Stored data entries
**********
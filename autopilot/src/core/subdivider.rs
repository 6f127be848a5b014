//! Vague-item detection and fixed decomposition into concrete subtasks.

use std::sync::LazyLock;

use regex::Regex;

/// Verb plus two words, nothing else.
static SHORT_PHRASE_RE: LazyLock<Regex> =
    LazyLock::new(|| Regex::new(r"^[A-Za-z]+\s+\S+\s+\S+$").unwrap());

const SHORT_PHRASE_MAX_CHARS: usize = 32;
const VAGUE_SUFFIXES: &[&str] = &["etc", "etc.", "...", "\u{2026}"];
const PLACEHOLDERS: &[&str] = &["tbd", "???", "<placeholder>"];

/// Hand-authored expansions, keyed by a normalized substring of the item text.
/// The first matching key wins.
const EXPANSIONS: &[(&str, &[&str])] = &[
    (
        "add tests",
        &[
            "Test roadmap parsing of phase blocks",
            "Test priority ordering of actionable items",
            "Verify idle heartbeat cadence",
        ],
    ),
    (
        "improve performance",
        &[
            "Benchmark roadmap parsing on a large document",
            "Benchmark priority scoring across all phases",
            "Verify scan latency stays flat as the roadmap grows",
        ],
    ),
    (
        "error handling",
        &[
            "Define schema for handler failure records",
            "Test failure paths in the dispatch router",
            "Verify circuit breaker cooldown resets the failure counter",
        ],
    ),
    (
        "write docs",
        &[
            "Create skeleton for docs/overview.md",
            "Create skeleton for docs/configuration.md",
            "Create skeleton for docs/roadmap-format.md",
        ],
    ),
    (
        "documentation",
        &[
            "Create skeleton for docs/overview.md",
            "Create skeleton for docs/configuration.md",
            "Create skeleton for docs/roadmap-format.md",
        ],
    ),
    (
        "set up ci",
        &[
            "Create skeleton for docs/ci.md",
            "Verify the test suite passes in CI",
            "Register channel ci-status for status reports",
        ],
    ),
];

/// True if the text reads as a placeholder rather than a concrete task.
pub fn is_vague(text: &str) -> bool {
    let trimmed = text.trim();
    let lower = trimmed.to_lowercase();

    if trimmed.chars().count() < SHORT_PHRASE_MAX_CHARS && SHORT_PHRASE_RE.is_match(trimmed) {
        return true;
    }
    if VAGUE_SUFFIXES.iter().any(|suffix| lower.ends_with(suffix)) {
        return true;
    }
    PLACEHOLDERS.iter().any(|marker| {
        if marker.chars().all(|c| c.is_ascii_alphabetic()) {
            lower
                .split(|c: char| !c.is_alphanumeric())
                .any(|word| word == *marker)
        } else {
            lower.contains(marker)
        }
    })
}

/// Expand a vague item into concrete subtasks.
///
/// Returns `None` when no expansion is known; the item is then treated as concrete.
pub fn subdivide(text: &str) -> Option<Vec<String>> {
    let normalized = normalize(text);
    EXPANSIONS
        .iter()
        .find(|(key, _)| normalized.contains(key))
        .map(|(_, subtasks)| subtasks.iter().map(|s| s.to_string()).collect())
}

fn normalize(text: &str) -> String {
    text.to_lowercase()
        .split_whitespace()
        .collect::<Vec<_>>()
        .join(" ")
}
//! Deterministic selection of the actionable set.

use std::collections::HashSet;

use crate::core::scorer::sort_by_priority;
use crate::core::types::{ItemStatus, WorkItem};

/// True if the item may be selected this iteration.
pub fn is_actionable(item: &WorkItem, skip_future: bool, failed: &HashSet<String>) -> bool {
    item.status == ItemStatus::Todo && !(skip_future && item.future) && !failed.contains(&item.text)
}

/// Filter `items` down to the actionable set, ordered by descending score.
///
/// `items` must be in document order (phase, then in-phase) so that ties
/// resolve to the earlier entry.
pub fn actionable(
    items: Vec<WorkItem>,
    skip_future: bool,
    failed: &HashSet<String>,
) -> Vec<WorkItem> {
    let mut selected: Vec<WorkItem> = items
        .into_iter()
        .filter(|item| is_actionable(item, skip_future, failed))
        .collect();
    sort_by_priority(&mut selected);
    selected
}
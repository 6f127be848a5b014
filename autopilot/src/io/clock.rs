//! Time source for the scheduler.
//!
//! All waiting goes through [`Clock`] so tests can substitute a simulated clock
//! that advances instantly.

use std::thread;
use std::time::Duration;

use chrono::{DateTime, Utc};

pub trait Clock {
    fn now(&self) -> DateTime<Utc>;
    fn sleep(&self, duration: Duration);
}

/// Wall clock backed by `chrono::Utc` and `thread::sleep`.
#[derive(Debug, Clone, Copy, Default)]
pub struct SystemClock;

impl Clock for SystemClock {
    fn now(&self) -> DateTime<Utc> {
        Utc::now()
    }

    fn sleep(&self, duration: Duration) {
        thread::sleep(duration);
    }
}
#[test]
fn breaker_cools_then_resumes_dispatch() {
    let project = TestProject::new(
        "<!-- phase id=\"misc\" name=\"Misc\" -->
- [ ] Polish the landing page copy
- [ ] Refresh the marketing screenshots
- [ ] Rename the mascot in the readme
- [ ] Tidy the changelog headings
<!-- /phase -->
",
    )
    .expect("project");
    let mut sched = scheduler(&project, ScriptedHandlers::new(), RecordingCommitter::dirty());

    for _ in 0..3 {
        assert!(matches!(sched.tick(), Tick::Dispatched { success: false, .. }));
    }
    assert_eq!(sched.stats().consecutive_failures, 3);

    let before = sched.stats().failed_count;
    assert_eq!(sched.tick(), Tick::Cooling);
    assert_eq!(sched.stats().failed_count, before);
    assert_eq!(sched.stats().consecutive_failures, 0);
    let session = load_session(&project.paths.session_path).expect("session");
    assert_eq!(session.consecutive_failures, 0);

    assert_eq!(
        sched.tick(),
        Tick::Dispatched {
            text: "Tidy the changelog headings".to_string(),
            category: None,
            success: false,
        }
    );
    assert!(
        sched
            .notifier()
            .messages()
            .iter()
            .any(|m| m.starts_with("autopilot cooling down after 3"))
    );
}
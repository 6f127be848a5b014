//! Typed model of the roadmap document.
//!
//! The document is parsed into a sequence of blocks: free text that is carried
//! through untouched, and phase blocks delimited by HTML comment anchors:
//!
//! ```text
//! <!-- phase id="core" name="Core Engine" -->
//! - [ ] todo item
//! - [~] work in progress
//! - [x] done item
//! - [ ] deferred item <!-- future -->
//! <!-- /phase -->
//! ```
//!
//! Rendering an unmodified document reproduces the input byte-for-byte. Only
//! checklist entries that were mutated, and entries that were appended, are
//! re-rendered from their parts.

use std::sync::LazyLock;

use regex::Regex;

use crate::core::types::{ItemStatus, WorkItem};

static PHASE_OPEN_RE: LazyLock<Regex> =
    LazyLock::new(|| Regex::new(r"^\s*<!--\s*phase(?P<attrs>(?:\s.*?)?)-->\s*$").unwrap());
static PHASE_CLOSE_RE: LazyLock<Regex> =
    LazyLock::new(|| Regex::new(r"^\s*<!--\s*/phase\s*-->\s*$").unwrap());
static ATTR_RE: LazyLock<Regex> =
    LazyLock::new(|| Regex::new(r#"(?P<key>[A-Za-z_][\w-]*)\s*=\s*"(?P<value>[^"]*)""#).unwrap());
static ENTRY_RE: LazyLock<Regex> = LazyLock::new(|| {
    Regex::new(
        r"^(?P<prefix>\s*[-*]\s+\[)(?P<marker>[ xX~])(?P<gap>\]\s+)(?P<body>.*?)(?P<trailer>\s*<!--\s*(?:future|now)\s*-->)?(?P<ws>\s*)$",
    )
    .unwrap()
});

/// Parsed roadmap document.
#[derive(Debug, Clone, PartialEq, Eq)]
pub struct Document {
    blocks: Vec<Block>,
}

#[derive(Debug, Clone, PartialEq, Eq)]
enum Block {
    /// Content outside any well-formed phase block, kept verbatim.
    Text(String),
    Phase(PhaseBlock),
}

/// A named, ordered group of checklist entries.
#[derive(Debug, Clone, PartialEq, Eq)]
pub struct PhaseBlock {
    pub id: String,
    pub name: String,
    pub future: bool,
    open: String,
    lines: Vec<PhaseLine>,
    close: String,
}

#[derive(Debug, Clone, PartialEq, Eq)]
enum PhaseLine {
    Entry(Entry),
    Other(String),
}

#[derive(Debug, Clone, PartialEq, Eq)]
struct Entry {
    prefix: String,
    marker: char,
    gap: String,
    text: String,
    trailer: String,
    eol: String,
    status: ItemStatus,
    future_override: Option<bool>,
}

impl Entry {
    fn render(&self, out: &mut String) {
        out.push_str(&self.prefix);
        out.push(self.marker);
        out.push_str(&self.gap);
        out.push_str(&self.text);
        out.push_str(&self.trailer);
        out.push_str(&self.eol);
    }

    fn set_status(&mut self, status: ItemStatus) {
        self.status = status;
        self.marker = status.marker();
    }
}

impl PhaseBlock {
    fn entries(&self) -> impl Iterator<Item = &Entry> {
        self.lines.iter().filter_map(|line| match line {
            PhaseLine::Entry(entry) => Some(entry),
            PhaseLine::Other(_) => None,
        })
    }

    fn render(&self, out: &mut String) {
        out.push_str(&self.open);
        for line in &self.lines {
            match line {
                PhaseLine::Entry(entry) => entry.render(out),
                PhaseLine::Other(raw) => out.push_str(raw),
            }
        }
        out.push_str(&self.close);
    }

    /// Template for appended entries: copy the last entry's bullet and indentation.
    fn new_entry(&self, text: &str) -> Entry {
        let (prefix, gap, eol) = match self.entries().last() {
            Some(last) => (
                last.prefix.clone(),
                last.gap.clone(),
                if last.eol.is_empty() {
                    "\n".to_string()
                } else {
                    last.eol.clone()
                },
            ),
            None => ("- [".to_string(), "] ".to_string(), line_ending(&self.open)),
        };
        Entry {
            prefix,
            marker: ItemStatus::Todo.marker(),
            gap,
            text: text.to_string(),
            trailer: String::new(),
            eol,
            status: ItemStatus::Todo,
            future_override: None,
        }
    }
}

impl Document {
    /// Parse a roadmap. Never fails: malformed phase blocks degrade to plain text.
    pub fn parse(input: &str) -> Self {
        let mut blocks = Vec::new();
        let mut text = String::new();
        let mut pending: Option<PendingPhase> = None;
        let mut ordinal = 0usize;

        for raw in input.split_inclusive('\n') {
            let (content, _) = split_eol(raw);

            if PHASE_OPEN_RE.is_match(content) {
                // A new anchor inside an open block means the previous block was
                // never terminated: keep its lines as text and start over.
                if let Some(abandoned) = pending.take() {
                    text.push_str(&abandoned.raw);
                }
                ordinal += 1;
                pending = Some(PendingPhase::open(raw, ordinal));
                continue;
            }

            match pending.take() {
                Some(open) if PHASE_CLOSE_RE.is_match(content) => {
                    flush_text(&mut blocks, &mut text);
                    blocks.push(Block::Phase(open.finish(raw)));
                }
                Some(mut open) => {
                    open.push_line(raw);
                    pending = Some(open);
                }
                None => text.push_str(raw),
            }
        }

        if let Some(abandoned) = pending.take() {
            text.push_str(&abandoned.raw);
        }
        flush_text(&mut blocks, &mut text);
        Self { blocks }
    }

    /// Serialize back to text.
    pub fn render(&self) -> String {
        let mut out = String::new();
        for block in &self.blocks {
            match block {
                Block::Text(raw) => out.push_str(raw),
                Block::Phase(phase) => phase.render(&mut out),
            }
        }
        out
    }

    pub fn phases(&self) -> impl Iterator<Item = &PhaseBlock> {
        self.blocks.iter().filter_map(|block| match block {
            Block::Phase(phase) => Some(phase),
            Block::Text(_) => None,
        })
    }

    fn phases_mut(&mut self) -> impl Iterator<Item = &mut PhaseBlock> {
        self.blocks.iter_mut().filter_map(|block| match block {
            Block::Phase(phase) => Some(phase),
            Block::Text(_) => None,
        })
    }

    /// All checklist entries in phase order, then in-phase order.
    pub fn items(&self) -> Vec<WorkItem> {
        let mut items = Vec::new();
        for (phase_index, phase) in self.phases().enumerate() {
            for (index_in_phase, entry) in phase.entries().enumerate() {
                items.push(WorkItem {
                    phase_id: phase.id.clone(),
                    phase_name: phase.name.clone(),
                    phase_index,
                    index_in_phase,
                    text: entry.text.clone(),
                    future: entry.future_override.unwrap_or(phase.future),
                    status: entry.status,
                });
            }
        }
        items
    }

    /// Flip the first `todo` entry whose text equals `text` to `done`.
    ///
    /// Returns `false` if no such entry exists (already done, wip, or unknown).
    pub fn mark_done(&mut self, text: &str) -> bool {
        for phase in self.phases_mut() {
            for line in &mut phase.lines {
                if let PhaseLine::Entry(entry) = line
                    && entry.status == ItemStatus::Todo
                    && entry.text == text
                {
                    entry.set_status(ItemStatus::Done);
                    return true;
                }
            }
        }
        false
    }

    /// Insert `todo` entries right before the closing delimiter of `phase_id`.
    ///
    /// Unknown phases are a no-op. Blank texts and texts already present in the
    /// phase are skipped. Returns the number of entries inserted.
    pub fn append_items(&mut self, phase_id: &str, texts: &[String]) -> usize {
        let Some(phase) = self.phases_mut().find(|phase| phase.id == phase_id) else {
            return 0;
        };

        let mut appended = 0;
        for text in texts {
            let text = normalize_text(text);
            if text.is_empty() || phase.entries().any(|entry| entry.text == text) {
                continue;
            }
            let entry = phase.new_entry(&text);
            phase.lines.push(PhaseLine::Entry(entry));
            appended += 1;
        }
        appended
    }
}

struct PendingPhase {
    raw: String,
    phase: PhaseBlock,
}

impl PendingPhase {
    fn open(raw: &str, ordinal: usize) -> Self {
        let (content, _) = split_eol(raw);
        let attrs = PHASE_OPEN_RE
            .captures(content)
            .and_then(|caps| caps.name("attrs"))
            .map(|m| m.as_str())
            .unwrap_or_default();

        let mut id = None;
        let mut name = None;
        let mut future = false;
        for caps in ATTR_RE.captures_iter(attrs) {
            let value = caps["value"].trim().to_string();
            match &caps["key"] {
                "id" if !value.is_empty() => id = Some(value),
                "name" if !value.is_empty() => name = Some(value),
                "future" => future = value.eq_ignore_ascii_case("true"),
                _ => {}
            }
        }
        let id = id.unwrap_or_else(|| format!("phase-{ordinal}"));
        let name = name.unwrap_or_else(|| id.clone());

        Self {
            raw: raw.to_string(),
            phase: PhaseBlock {
                id,
                name,
                future,
                open: raw.to_string(),
                lines: Vec::new(),
                close: String::new(),
            },
        }
    }

    fn push_line(&mut self, raw: &str) {
        self.raw.push_str(raw);
        let line = match parse_entry(raw) {
            Some(entry) => PhaseLine::Entry(entry),
            None => PhaseLine::Other(raw.to_string()),
        };
        self.phase.lines.push(line);
    }

    fn finish(mut self, close: &str) -> PhaseBlock {
        self.phase.close = close.to_string();
        self.phase
    }
}

fn parse_entry(raw: &str) -> Option<Entry> {
    let (content, eol) = split_eol(raw);
    let caps = ENTRY_RE.captures(content)?;
    let body = caps.name("body")?.as_str();
    if body.trim().is_empty() {
        return None;
    }
    let marker = caps["marker"].chars().next()?;
    let status = ItemStatus::from_marker(marker)?;
    let trailer_tag = caps.name("trailer").map(|m| m.as_str()).unwrap_or_default();
    let future_override = if trailer_tag.contains("future") {
        Some(true)
    } else if trailer_tag.contains("now") {
        Some(false)
    } else {
        None
    };
    let ws = caps.name("ws").map(|m| m.as_str()).unwrap_or_default();
    Some(Entry {
        prefix: caps["prefix"].to_string(),
        marker,
        gap: caps["gap"].to_string(),
        text: body.to_string(),
        trailer: format!("{trailer_tag}{ws}"),
        eol: eol.to_string(),
        status,
        future_override,
    })
}

fn flush_text(blocks: &mut Vec<Block>, text: &mut String) {
    if !text.is_empty() {
        blocks.push(Block::Text(std::mem::take(text)));
    }
}

/// Split a raw line into content and its line terminator (`\n`, `\r\n`, or none).
fn split_eol(raw: &str) -> (&str, &str) {
    if let Some(stripped) = raw.strip_suffix("\r\n") {
        (stripped, "\r\n")
    } else if let Some(stripped) = raw.strip_suffix('\n') {
        (stripped, "\n")
    } else {
        (raw, "")
    }
}

fn line_ending(raw: &str) -> String {
    match split_eol(raw).1 {
        "" => "\n".to_string(),
        eol => eol.to_string(),
    }
}

fn normalize_text(text: &str) -> String {
    text.split_whitespace().collect::<Vec<_>>().join(" ")
}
**********
EXERCISE OBJECTIVE. Among the lines above, which ones include the word "PendingPhase"? Copy them.

REPLY TO THE TASK.
        let mut pending: Option<PendingPhase> = None;
                pending = Some(PendingPhase::open(raw, ordinal));
struct PendingPhase {
impl PendingPhase {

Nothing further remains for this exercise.